4 Even before a word is on my tongue,
    behold, O Lord, you know it altogether.
5 You hem me in, behind and before,
    and lay your hand upon me.
6 Such knowledge is too wonderful for me;
    it is high; I cannot attain it.


'What do you think of that, Mom?'  
"It's pretty. Very comforting." 
'Yes it is.'  (pause)  'Mom?"
"Yes"
'What did you think when I was born?' 'What were you thinking?' 'Do you remember?'
"Well, I was only 19.  But I thought you were the prettiest thing I'd ever seen."  "And I loved you."  "I love you now."  
'And I love you, Mom.  But think of this, God loves us both.'  And every day of our lives, every thought that we have had - he knows it, and... still He loves us, even more than you and I love each other.'  
What do you think of that?'  
Well, that's pretty neat."  
'Yes, Mom, it certainly is.' 



Where shall I go from your Spirit?
    Or where shall I flee from your presence?
8 If I ascend to heaven, you are there!
    If I make my bed in Sheol, you are there!
9 If I take the wings of the morning
    and dwell in the uttermost parts of the sea,
10 even there your hand shall lead me,
    and your right hand shall hold me.
11 If I say, “Surely the darkness shall cover me,
    and the light about me be night,”
12 even the darkness is not dark to you;
    the night is bright as the day,
    for darkness is as light with you.

13 For you formed my inward parts;
    you knitted me together in my mother's womb.
14 I praise you, for I am fearfully and wonderfully made.[a]
Wonderful are your works;
    my soul knows it very well.
15 My frame was not hidden from you,
when I was being made in secret,
    intricately woven in the depths of the earth.
16 Your eyes saw my unformed substance;
in your book were written, every one of them,
    the days that were formed for me,
    when as yet there was none of them.

There are things we cannot know in this world.  How long we might live or how those days will look for us are two of those things.
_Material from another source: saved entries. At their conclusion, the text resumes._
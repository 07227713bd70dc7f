//! Linear undo history with merging and a clean marker.

use super::{Command, CommandContext};
use crate::items::ItemId;
use std::collections::HashSet;

#[derive(Debug, Clone)]
struct Entry {
    command: Command,
    label: String,
}

/// Undo/redo log for one document.
///
/// Commands below `index` are applied, commands at or above it are undone.
#[derive(Debug, Clone)]
pub struct CommandStack {
    entries: Vec<Entry>,
    index: usize,
    clean: Option<usize>,
    /// 0 keeps every command.
    undo_limit: usize,
}

impl Default for CommandStack {
    fn default() -> Self {
        Self::new(0)
    }
}

impl CommandStack {
    pub fn new(undo_limit: usize) -> Self {
        Self {
            entries: Vec::new(),
            index: 0,
            clean: Some(0),
            undo_limit,
        }
    }

    /// Apply `command` and record it.
    ///
    /// Undone commands above the current index are discarded. The command
    /// is folded into the one below when both target the same thing, unless
    /// that one marks the clean state.
    pub fn push(&mut self, command: impl Into<Command>, cx: &mut CommandContext<'_>) {
        let mut command = command.into();
        command.redo(cx);
        let label = command.label(cx.scene);

        let mut discarded = self.entries.len() > self.index;
        self.entries.truncate(self.index);
        if self.clean.is_some_and(|clean| clean > self.index) {
            self.clean = None;
        }

        let merged = self.index > 0
            && self.clean != Some(self.index)
            && self.entries[self.index - 1].command.merge(&command);
        if merged {
            log::debug!("merged \"{label}\"");
            discarded = true;
        } else {
            log::debug!("push \"{label}\"");
            self.entries.push(Entry { command, label });
            self.index += 1;
        }

        if self.undo_limit > 0 && self.entries.len() > self.undo_limit {
            let excess = self.entries.len() - self.undo_limit;
            self.entries.drain(..excess);
            self.index -= excess;
            self.clean = self.clean.and_then(|clean| clean.checked_sub(excess));
            discarded = true;
        }

        if discarded {
            cx.scene.sweep(&self.referenced_items());
        }
    }

    pub fn undo(&mut self, cx: &mut CommandContext<'_>) -> bool {
        if self.index == 0 {
            return false;
        }
        self.index -= 1;
        let entry = &mut self.entries[self.index];
        log::debug!("undo \"{}\"", entry.label);
        entry.command.undo(cx);
        true
    }

    pub fn redo(&mut self, cx: &mut CommandContext<'_>) -> bool {
        let Some(entry) = self.entries.get_mut(self.index) else {
            return false;
        };
        log::debug!("redo \"{}\"", entry.label);
        entry.command.redo(cx);
        self.index += 1;
        true
    }

    pub fn can_undo(&self) -> bool {
        self.index > 0
    }

    pub fn can_redo(&self) -> bool {
        self.index < self.entries.len()
    }

    pub fn undo_text(&self) -> Option<&str> {
        self.index
            .checked_sub(1)
            .map(|i| self.entries[i].label.as_str())
    }

    pub fn redo_text(&self) -> Option<&str> {
        self.entries.get(self.index).map(|e| e.label.as_str())
    }

    /// Labels of every recorded command, oldest first.
    pub fn labels(&self) -> impl Iterator<Item = &str> {
        self.entries.iter().map(|e| e.label.as_str())
    }

    pub fn index(&self) -> usize {
        self.index
    }

    pub fn len(&self) -> usize {
        self.entries.len()
    }

    pub fn is_empty(&self) -> bool {
        self.entries.is_empty()
    }

    /// Mark the current state as saved.
    pub fn set_clean(&mut self) {
        self.clean = Some(self.index);
    }

    pub fn is_clean(&self) -> bool {
        self.clean == Some(self.index)
    }

    /// Drop the whole history and mark the result clean.
    pub fn clear(&mut self) {
        self.entries.clear();
        self.index = 0;
        self.clean = Some(0);
    }

    /// Every arena id held by a recorded command.
    pub fn referenced_items(&self) -> HashSet<ItemId> {
        let mut out = HashSet::new();
        for entry in &self.entries {
            entry.command.referenced_items(&mut out);
        }
        out
    }
}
The folks in El Paso and Dayton Ohio suffering horrible tragedy and loss yesterday are testimony to this.  But one thing we can know - God knows us, loves us and He has known us even before we were yet formed. According to David, who knew what it was like to suffer and to celebrate, then taught us through his very human life what worship of God was to be; according to David, God's thoughts of us are far reaching, even to the 'uttermost parts of the  sea' - which was simply a ancient metaphor for the most feared and least understood places humans might experience. In other words, even through the depths of a crazed hate-filled gunman, a terrorist attack, or the singular, un-romantic but common pain of old age, He has known us and will continue to know us, the pinnacle of his creation, forever!  
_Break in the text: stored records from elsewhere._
//! Stand-in for archetypes without a dedicated layout.

use super::{Behavior, PropertySet, RenderContext, WidgetFields, WidgetType, no_layout};
use crate::draw::{DrawOp, FrameStyle, TextFlags, Wrap};
use kurbo::Size;

pub(super) const BEHAVIOR: Behavior = Behavior {
    properties: PropertySet::SINGLE_LINE_TEXT,
    states: &[],
    defaults,
    initial_measure: Size::ZERO,
    parse: no_layout,
    measure,
    render,
};

fn defaults(kind: WidgetType, fields: &mut WidgetFields) {
    fields.texts = vec![format!("{}: Not implemented yet", kind.name())];
}

fn measure(_: &RenderContext<'_>, _: Size) -> Size {
    Size::new(300.0, 100.0)
}

fn render(cx: &RenderContext<'_>, size: Size) -> Vec<DrawOp> {
    let rect = size.to_rect();
    vec![
        DrawOp::Frame {
            rect,
            style: FrameStyle::Plain,
        },
        DrawOp::Text {
            rect,
            flags: TextFlags::center().with_wrap(Wrap::Anywhere),
            text: cx.fields.text().to_string(),
            font: None,
        },
    ]
}

#[cfg(test)]
mod tests {
    use super::*;
    use crate::theme::ApproxTheme;
    use crate::widgets::WidgetData;

    #[test]
    fn test_placeholder_text() {
        let theme = ApproxTheme::new();
        let mut data = WidgetData::new(WidgetType::TreePane);
        assert_eq!(data.fields().text(), "Tree Pane: Not implemented yet");
        assert_eq!(data.update(Size::ZERO, true, &theme), Size::new(300.0, 100.0));
        assert_eq!(data.drawing().len(), 2);
    }

    #[test]
    fn test_edited_text_is_drawn() {
        let theme = ApproxTheme::new();
        let mut data = WidgetData::new(WidgetType::Label);
        let size = data.update(Size::ZERO, true, &theme);
        assert!(data.set_texts(vec!["  Hello  ".to_string()]));
        data.update(size, false, &theme);
        assert!(matches!(&data.drawing()[1], DrawOp::Text { text, .. } if text == "Hello"));
    }
}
Lofty terms?  Perhaps in this world they do seem so. For our world often screams it is under no control - no sense of God's knowledge or care. But, as Mom closed her eyes and I passed from her room into the hall, I knew otherwise. These words from the heart of David were truth. Truth for the 19 year old who first held me as a babe in a town called Mexia 69 years ago, and for the 88 year old laying in bed with the same boy, now grayed and changed himself, looking on.  

17 How precious to me are your thoughts, O God!
    How vast is the sum of them!
18 If I would count them, they are more than the sand.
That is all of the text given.